Even with the relatively sparse population in South Dakota, it’s not easy to get away from humanity’s footprint. Today as I passed yet another acreage under construction, what struck me was the utter ridiculousness of the paradigm humanity has regarding “growth”. Cities base future planning on “growth”. The entire economic structure is built on continued “growth”. More people, more demand for resources…is it any wonder scientists worry about the sustainability of this paradigm? What came to mind as I was driving home was Agent Smith from the Matrix movies, saying human beings are “a virus”, in that every other organism reaches some equilibrium with the environment, but humanity just
continually expands and destroys the very environment on which it depends.
Will humanity ever get to the point where consideration for long-term sustainability outweighs short-term economic gain? Look at all the Republican efforts right now to gut the EPA and relax environmental regulation. Does it make sense to undo the environmental gains we’ve made since the EPA was founded, just to ensure a little more corporate profit? Do you want your children to breathe dirtier air, drink more contaminated water, and eat more contaminated food than you have? Will we ever value the long-term future as much as we selfishly value our own short-term pleasure and gain?
A new paradigm is obviously needed, one that’s not based on constant growth, and one that’s not based on the selfishness of the “now”. In my part of the world here on the Great Plains of the U.S., we’ve plowed under over 60% of the prairie, have drained 80% of the wetlands, and use most of the remaining land for either urban/developed uses, or for livestock grazing. And all of this has happened in the blink of an eye, in 150 years. Unless the paradigm changes, what do you think even the relatively sparsely populated Great Plains will look like in another 150 years? What will the water quality be like, if we continue to apply pesticides and fertilizers at the rate we’re doing now? How much habitat will be available to native plant and animal species?

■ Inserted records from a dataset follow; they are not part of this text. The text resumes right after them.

// src/search/mod.rs

//! End-to-end orchestration: preprocess, count, derive the iteration
//! budget, search, validate, summarize.
//!
//! The counting stage estimates how many index states the oracle marks;
//! that estimate fixes the Grover iteration count for the search stage.
//! Validation replays the classically known answer against the measured
//! search histogram, reporting the fraction of shots that landed on a
//! valid position.

use std::collections::HashMap;
use std::f64::consts::PI;
use std::fmt;
use std::time::Duration;

use crate::circuits::counting::quantum_counting_circuit;
use crate::circuits::search::SearchCircuit;
use crate::core::QsError;
use crate::metrics::{compute_errors, compute_statistics, estimate_marked_state_count};
use crate::preprocessing::classical_preprocessing;
use crate::simulation::{ExecutionConfig, Executor};
use tracing::info;

/// Tunable parameters of a full search run.
#[derive(Debug, Clone, PartialEq, Eq)]
pub struct SearchConfig {
    /// Digest width in bits, 1 through 24.
    pub hash_bits: u32,
    /// 1-based index into the digest prime table.
    pub prime_index: usize,
    /// Counting register width; phase resolution is `2 pi / 2^p_count`.
    pub p_count: usize,
    /// Shots per executed circuit.
    pub shots: u64,
    /// Apply the readout-noise model.
    pub use_noise: bool,
    /// Simulate the search circuit locally.
    pub simulation: bool,
    /// Simulate the counting circuit locally. Separate from `simulation`
    /// because counting circuits are far deeper than search circuits.
    pub counting_simulation: bool,
    /// Sampler seed; `None` seeds from the operating system.
    pub seed: Option<u64>,
}

impl Default for SearchConfig {
    fn default() -> Self {
        Self {
            hash_bits: 8,
            prime_index: 1,
            p_count: 4,
            shots: 1024,
            use_noise: false,
            simulation: true,
            counting_simulation: true,
            seed: None,
        }
    }
}

/// Everything a full run produces, for programmatic use and display.
#[derive(Debug, Clone)]
pub struct SearchOutcome {
    /// The searched text.
    pub input_text: String,
    /// The target substrings.
    pub search_values: Vec<String>,
    /// Number of overlapping windows.
    pub n_substr: usize,
    /// Index register width.
    pub n_qubits: usize,
    /// Counting register width.
    pub p_count: usize,
    /// Classically known valid index bit strings.
    pub valid_states: Vec<String>,

    /// Counting-stage measurement histogram.
    pub counts_count: HashMap<String, u64>,
    /// Decoded phase readout (histogram mode).
    pub r_measured: u64,
    /// Estimated phase angle in radians.
    pub theta_est: f64,
    /// Estimated number of marked index states.
    pub m_est: f64,
    /// Grover iterations derived from the estimate.
    pub optimal_iterations: usize,

    /// Search-stage measurement histogram.
    pub counts_search: HashMap<String, u64>,
    /// Fraction of search shots that decoded to a valid position.
    pub valid_fraction: f64,

    /// Phase angle implied by the classically known marked count.
    pub expected_theta: f64,
    /// Absolute error of `m_est` against the known marked count.
    pub abs_error: f64,
    /// Relative error of `m_est`; 0 when nothing is truly marked.
    pub rel_error: f64,
    /// Shot-weighted mean of the counting readouts.
    pub mean_r: f64,
    /// Shot-weighted population variance of the counting readouts.
    pub var_r: f64,

    /// Lowered depth of the counting circuit.
    pub counting_depth: usize,
    /// Lowered gate count of the counting circuit.
    pub counting_gate_count: usize,
    /// Counting-stage evolution and sampling time.
    pub counting_runtime: Duration,
    /// Lowered depth of the search circuit.
    pub search_depth: usize,
    /// Lowered gate count of the search circuit.
    pub search_gate_count: usize,
    /// Search-stage evolution and sampling time.
    pub search_runtime: Duration,
}

/// Grover iteration count for an estimated `m_est` marked states out of
/// `n_substr`, `round((pi / 4) sqrt(n / M))`. An estimate of effectively
/// zero yields zero iterations; running the search anyway then measures a
/// uniform distribution instead of dividing by zero.
pub fn optimal_iterations(m_est: f64, n_substr: usize) -> usize {
    if m_est < 1e-6 {
        return 0;
    }
    ((PI / 4.0) * (n_substr as f64 / m_est).sqrt()).round() as usize
}

/// Fraction of search shots whose decoded position is classically valid.
///
/// An empty histogram counts as fully valid: with nothing measured there is
/// nothing to contradict the classical answer.
fn fraction_of_valid_shots(counts: &HashMap<String, u64>, valid_states: &[String]) -> f64 {
    let total: u64 = counts.values().sum();
    if total == 0 {
        return 1.0;
    }
    let valid: u64 = counts
        .iter()
        .filter(|(outcome, _)| {
            // Search outcomes decode reversed relative to the index
            // register's bit order.
            let decoded: String = outcome.chars().rev().collect();
            valid_states.contains(&decoded)
        })
        .map(|(_, count)| *count)
        .sum();
    valid as f64 / total as f64
}

/// Runs the full pipeline for one text and target set.
pub fn run_full_search(
    input_text: &str,
    search_values: &[&str],
    config: &SearchConfig,
    strategy: &dyn SearchCircuit,
) -> Result<SearchOutcome, QsError> {
    let pre = classical_preprocessing(input_text, search_values, config.hash_bits, config.prime_index)?;
    info!(
        n_substr = pre.n_substr,
        n_qubits = pre.n_qubits,
        marked = pre.valid_states.len(),
        "preprocessing complete"
    );

    let executor = match config.seed {
        Some(seed) => Executor::with_seed(seed),
        None => Executor::new(),
    };

    let counting_circuit = quantum_counting_circuit(pre.n_qubits, config.p_count, &pre.valid_states);
    let counting_exec = ExecutionConfig {
        shots: config.shots,
        use_noise: config.use_noise,
        simulation: config.counting_simulation,
        ..ExecutionConfig::default()
    };
    let counting = executor.execute(&counting_circuit, &counting_exec)?;
    let estimate = estimate_marked_state_count(&counting.counts, config.p_count, pre.n_substr)?;
    info!(
        r = estimate.r_measured,
        m_est = estimate.m_est,
        "counting stage complete"
    );

    let iterations = optimal_iterations(estimate.m_est, pre.n_substr);

    let search_circuit = strategy.build(&pre, iterations)?;
    let search_exec = ExecutionConfig {
        shots: config.shots,
        use_noise: config.use_noise,
        simulation: config.simulation,
        ..ExecutionConfig::default()
    };
    let search = executor.execute(&search_circuit, &search_exec)?;
    info!(
        strategy = strategy.name(),
        iterations,
        outcomes = search.counts.len(),
        "search stage complete"
    );

    let valid_fraction = fraction_of_valid_shots(&search.counts, &pre.valid_states);

    let true_marked = pre.valid_states.len() as f64;
    let (abs_error, rel_error) = compute_errors(estimate.m_est, true_marked);
    // Inverse of the counting relation M = n (1 - sin^2(theta / 2)).
    let expected_theta =
        2.0 * (1.0 - true_marked / pre.n_substr as f64).max(0.0).sqrt().asin();
    let (mean_r, var_r) = compute_statistics(&counting.counts)?;

    Ok(SearchOutcome {
        input_text: input_text.to_string(),
        search_values: search_values.iter().map(|v| v.to_string()).collect(),
        n_substr: pre.n_substr,
        n_qubits: pre.n_qubits,
        p_count: config.p_count,
        valid_states: pre.valid_states,
        counts_count: counting.counts,
        r_measured: estimate.r_measured,
        theta_est: estimate.theta_est,
        m_est: estimate.m_est,
        optimal_iterations: iterations,
        counts_search: search.counts,
        valid_fraction,
        expected_theta,
        abs_error,
        rel_error,
        mean_r,
        var_r,
        counting_depth: counting.depth,
        counting_gate_count: counting.gate_count,
        counting_runtime: counting.runtime,
        search_depth: search.depth,
        search_gate_count: search.gate_count,
        search_runtime: search.runtime,
    })
}

impl fmt::Display for SearchOutcome {
    fn fmt(&self, f: &mut fmt::Formatter<'_>) -> fmt::Result {
        writeln!(f, "=== search summary ===")?;
        writeln!(f, "text ({} bytes): {:?}", self.input_text.len(), self.input_text)?;
        writeln!(f, "targets: {:?}", self.search_values)?;
        writeln!(
            f,
            "windows: {} over {} index qubits, {} counting qubits",
            self.n_substr, self.n_qubits, self.p_count
        )?;
        writeln!(f, "valid positions: {:?}", self.valid_states)?;
        writeln!(
            f,
            "counting: r = {} (mean {:.3}, var {:.3}), theta = {:.4} rad, M_est = {:.3}",
            self.r_measured, self.mean_r, self.var_r, self.theta_est, self.m_est
        )?;
        writeln!(
            f,
            "estimate error: abs {:.3}, rel {:.3} (expected theta {:.4} rad)",
            self.abs_error, self.rel_error, self.expected_theta
        )?;
        writeln!(f, "grover iterations: {}", self.optimal_iterations)?;
        writeln!(
            f,
            "valid fraction: {:.1}% of shots",
            self.valid_fraction * 100.0
        )?;
        writeln!(
            f,
            "counting circuit: depth {}, {} gates, {:.4}s",
            self.counting_depth,
            self.counting_gate_count,
            self.counting_runtime.as_secs_f64()
        )?;
        write!(
            f,
            "search circuit: depth {}, {} gates, {:.4}s",
            self.search_depth,
            self.search_gate_count,
            self.search_runtime.as_secs_f64()
        )
    }
}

Hey, what can I say, it’s Wednesday, “hump day”. I’m tired, I’m thinking of my son, and I’m thinking of his future. And I don’t like where things are going. Maybe it’s because my job right now is focused on forecasting future land-use change in the U.S. It’s fun, it’s cool to do, but it can also get a little depressing if you’re a nature lover like me, and you see the continued conversion of the natural environment to man-made land uses.